Why It Matters
You're looking at a duplex in a secondary market you've never invested in. The seller says it's priced right. Before you run your numbers, you open Redfin. What you find: the median days on market in that zip code has jumped from 14 days to 47 days over the past six months. Three comparable sales nearby closed 4% to 7% below list price. The migration data shows net negative inflow — more people are leaving than arriving. That's not a seller's market. That's a softening market, and you need to reprice your offer accordingly. Redfin didn't tell you not to buy. It told you the seller's framing was wrong. That's exactly what it does for investors: it gives you the transactional and trend data that demographic sources like the ACS Survey can't provide. Pull it before you make any offer.
At a Glance
- Platform type: Technology-powered real estate brokerage + free public data portal
- Key investor tools: Sold comps with listing history, days on market by geography, price-to-list ratio, migration inflow/outflow data, monthly Redfin Data Center reports
- Geographic coverage: All U.S. metros and most secondary markets; coverage thinner in rural and micro-markets
- Data source: MLS feeds (primary), Redfin agent transaction data, and proprietary surveys for migration and sentiment
- Cost: Free public access at redfin.com; full listing history and Data Center reports available without subscription
- Lag: Sold comps update within 24–48 hours of MLS recording; monthly reports published mid-month for prior month
How It Works
What Redfin gives investors that most platforms don't. The Redfin Data Center publishes monthly housing market reports broken down by metro and, in many cases, by zip code. These reports show median sale price, sale-to-list price ratio, days on market, months of supply, and the percentage of homes that sold above list price. For investors, the sale-to-list ratio and days-on-market trend are the two most actionable signals. A market where 40% of homes are selling above list price in under 10 days is a different underwriting environment than one where 60% of listings are taking price cuts after 60 days. Redfin quantifies that difference in a format you can use before touring a property.

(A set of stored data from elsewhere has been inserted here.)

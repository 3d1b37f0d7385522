//! Small integer helpers.

/// Greatest common divisor (Euclid). `gcd(0, 0) == 0`.
pub fn gcd(mut a: u64, mut b: u64) -> u64 {
    while b != 0 {
        (a, b) = (b, a % b);
    }
    a
}

/// Lowest common multiple. `lcm(0, n) == 0`.
pub fn lcm(a: u64, b: u64) -> u64 {
    if a == 0 || b == 0 {
        return 0;
    }
    a / gcd(a, b) * b
}

/// Lowest common multiple of every value; `1` for an empty input.
///
/// Used for "when do all these cycles line up" puzzles.
pub fn lcm_of(values: impl IntoIterator<Item = u64>) -> u64 {
    values.into_iter().fold(1, lcm)
}

#[cfg(test)]
mod tests {
    use super::*;
    use proptest::prelude::*;

    #[test]
    fn gcd_known_values() {
        assert_eq!(gcd(0, 0), 0);
        assert_eq!(gcd(0, 7), 7);
        assert_eq!(gcd(12, 18), 6);
        assert_eq!(gcd(17, 5), 1);
    }

    #[test]
    fn lcm_of_cycle_lengths() {
        assert_eq!(lcm(4, 6), 12);
        assert_eq!(lcm_of([2, 3, 4]), 12);
        assert_eq!(lcm_of(std::iter::empty()), 1);
        assert_eq!(lcm_of([0, 5]), 0);
    }

    proptest! {
        #[test]
        fn gcd_divides_both(a in 1u64..1_000_000, b in 1u64..1_000_000) {
            let g = gcd(a, b);
            prop_assert_eq!(a % g, 0);
            prop_assert_eq!(b % g, 0);
            prop_assert_eq!(lcm(a, b) * g, a * b);
        }
    }
}
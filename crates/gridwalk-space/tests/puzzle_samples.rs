use std::collections::{BTreeMap, BTreeSet};

use gridwalk_core::{DirectionSet, Point, Vector};
use gridwalk_space::{Grid, TraverseOptions, Visit, VisitDecision, VisitedScope};
use gridwalk_test_utils::assert_simple_path;
use gridwalk_test_utils::fixtures::{
    ascending_grid, trail_grid, ANTENNA_MAP, GUARD_MAP, TRAIL_MAP,
};

#[derive(Default)]
struct Hike {
    summits: BTreeSet<Point>,
    rating: usize,
    trails: Vec<Vec<Point>>,
}

fn climbs_by_one(visit: &Visit<'_, '_, u32>) -> bool {
    match (visit.path.last().and_then(|step| step.value), visit.value) {
        (None, Some(&height)) => height == 0,
        (Some(&previous), Some(&height)) => height == previous + 1,
        _ => false,
    }
}

fn hike_from(grid: &Grid<u32>, trailhead: Point, options: &TraverseOptions) -> Hike {
    grid.traverse(trailhead, options, Hike::default(), |hike, visit| {
        if !climbs_by_one(visit) {
            return VisitDecision::prune();
        }
        if visit.value == Some(&9) {
            hike.summits.insert(visit.point);
            hike.rating += 1;
            let mut trail = visit.path.points();
            trail.push(visit.point);
            hike.trails.push(trail);
            return VisitDecision::prune();
        }
        VisitDecision::expand()
    })
    .custom
}

#[test]
fn trailhead_scores_and_ratings() {
    let grid = trail_grid();
    let trailheads: Vec<Point> = grid.positions(|&h| h == 0).collect();
    assert_eq!(trailheads.len(), 9);

    for options in [TraverseOptions::bfs(), TraverseOptions::dfs()] {
        let hikes: Vec<Hike> = trailheads
            .iter()
            .map(|&head| hike_from(&grid, head, &options))
            .collect();
        let score: usize = hikes.iter().map(|h| h.summits.len()).sum();
        let rating: usize = hikes.iter().map(|h| h.rating).sum();
        assert_eq!(score, 36, "{:?}", options.mode());
        assert_eq!(rating, 81, "{:?}", options.mode());

        for trail in hikes.iter().flat_map(|h| &h.trails) {
            assert_eq!(trail.len(), 10);
            assert_simple_path(trail, DirectionSet::cardinal().as_slice());
        }
    }
}

#[test]
fn trail_map_parses_as_digits() {
    let parsed = Grid::digits_from_lines(TRAIL_MAP).unwrap();
    assert_eq!(parsed, trail_grid());
}

#[test]
fn ascending_grid_has_one_summit_and_six_routes() {
    let hike = ascending_grid().traverse(
        Point::ORIGIN,
        &TraverseOptions::bfs(),
        Hike::default(),
        |hike, visit| {
            if !climbs_by_one(visit) {
                return VisitDecision::prune();
            }
            if visit.value == Some(&4) {
                hike.summits.insert(visit.point);
                hike.rating += 1;
                return VisitDecision::prune();
            }
            VisitDecision::expand()
        },
    );
    assert_eq!(hike.custom.summits, BTreeSet::from([Point::new(2, 2)]));
    assert_eq!(hike.custom.rating, 6);
    assert!(!hike.stats.aborted);
}

#[test]
fn flood_fill_with_global_scope_counts_regions() {
    // Plots of the same letter that touch edge-on form one region.
    let garden = Grid::from_lines(["AAAA", "BBCD", "BBCC", "EEEC"]);
    let mut assigned: BTreeSet<Point> = BTreeSet::new();
    let mut regions = Vec::new();
    let options = TraverseOptions::bfs().with_scope(VisitedScope::Global);

    for (start, &plant) in &garden {
        if assigned.contains(&start) {
            continue;
        }
        let region = garden
            .traverse(start, &options, BTreeSet::new(), |cells, visit| {
                if visit.value != Some(&plant) {
                    return VisitDecision::prune();
                }
                cells.insert(visit.point);
                VisitDecision::expand()
            })
            .custom;
        assigned.extend(region.iter().copied());
        regions.push((plant, region.len()));
    }

    assert_eq!(
        regions,
        vec![('A', 4), ('B', 4), ('C', 4), ('D', 1), ('E', 3)]
    );
}

#[test]
fn antinodes_at_double_distance_and_along_lines() {
    let grid = Grid::from_lines(ANTENNA_MAP);
    let mut antennas: BTreeMap<char, Vec<Point>> = BTreeMap::new();
    for (point, &ch) in &grid {
        if ch != '.' {
            antennas.entry(ch).or_default().push(point);
        }
    }

    let mut doubled = BTreeSet::new();
    let mut resonant = BTreeSet::new();
    for points in antennas.values() {
        for &a in points {
            for &b in points {
                if a == b {
                    continue;
                }
                let step = a.vector_to(b);
                let beyond = b + step;
                if grid.bounds_contain(beyond) {
                    doubled.insert(beyond);
                }
                resonant.insert(b);
                resonant.extend(grid.ray(b, step).map(|(point, _)| point));
            }
        }
    }

    assert_eq!(doubled.len(), 14);
    assert_eq!(resonant.len(), 34);
}

#[test]
fn guard_patrol_covers_41_cells() {
    let grid = Grid::from_lines(GUARD_MAP);
    let mut guard = grid.find(|&ch| ch == '^').unwrap();
    let mut facing = Vector::N;
    let mut seen = BTreeSet::from([guard]);

    loop {
        let ahead = guard + facing;
        match grid.at(ahead) {
            None => break,
            Some(&'#') => facing = facing.turn_right(),
            Some(_) => {
                guard = ahead;
                seen.insert(guard);
            }
        }
    }

    assert_eq!(seen.len(), 41);
    assert_eq!(guard, Point::new(9, 7));
}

Migration data as a demand proxy. One of Redfin's most investor-useful features is its migration tracking tool, which reports net inflow and outflow by metro based on Redfin user search behavior. When more people are searching for homes in a city from outside that city than are searching to leave it, Redfin calls that net positive migration. This is a leading indicator — people searching precedes people moving by 3 to 9 months. The top destination metros for Redfin users correlate strongly with rent growth in subsequent quarters. Pair this migration data with BLS employment trends and FRED income data to build a demand thesis before you commit to a market.
Sold comp research for deal underwriting. Redfin's property search shows full listing histories — every price reduction, time on market, original list price, and final sale price — going back years on most properties. For investors running a comparative market analysis, this listing history is more useful than a single sold price. A comp that sold at $347,000 after 82 days and two price cuts is a fundamentally different signal than a comp that sold at $347,000 in 6 days with multiple offers. Both show the same number in a spreadsheet. Redfin shows you the story behind it. CoStar provides deeper commercial data, but for residential comps Redfin's free listing histories are often sufficient. For active listing inventory and price-per-square-foot comparisons across a submarket, Realtor.com covers similar ground with a different interface and is worth cross-referencing before finalizing a comp set.
Days on market as a market temperature gauge. Median days on market is the single fastest way to read a local housing market at a glance. Under 15 days: highly competitive, expect to pay list or above. 15–30 days: balanced to seller-favored, modest negotiating room. 30–60 days: buyer-favoring, meaningful negotiating leverage. Over 60 days: soft market, expect price cuts and concessions. Track this number over 6 to 12 months, not just the current snapshot. A market moving from 12 to 38 days is softening. A market moving from 45 to 18 days is recovering. The direction tells you more than the level.
Real-World Example
Connor is evaluating a short-term rental market in a mid-sized coastal city. A wholesaler is pitching him on a three-bedroom property at what they claim is a "10% below market" price.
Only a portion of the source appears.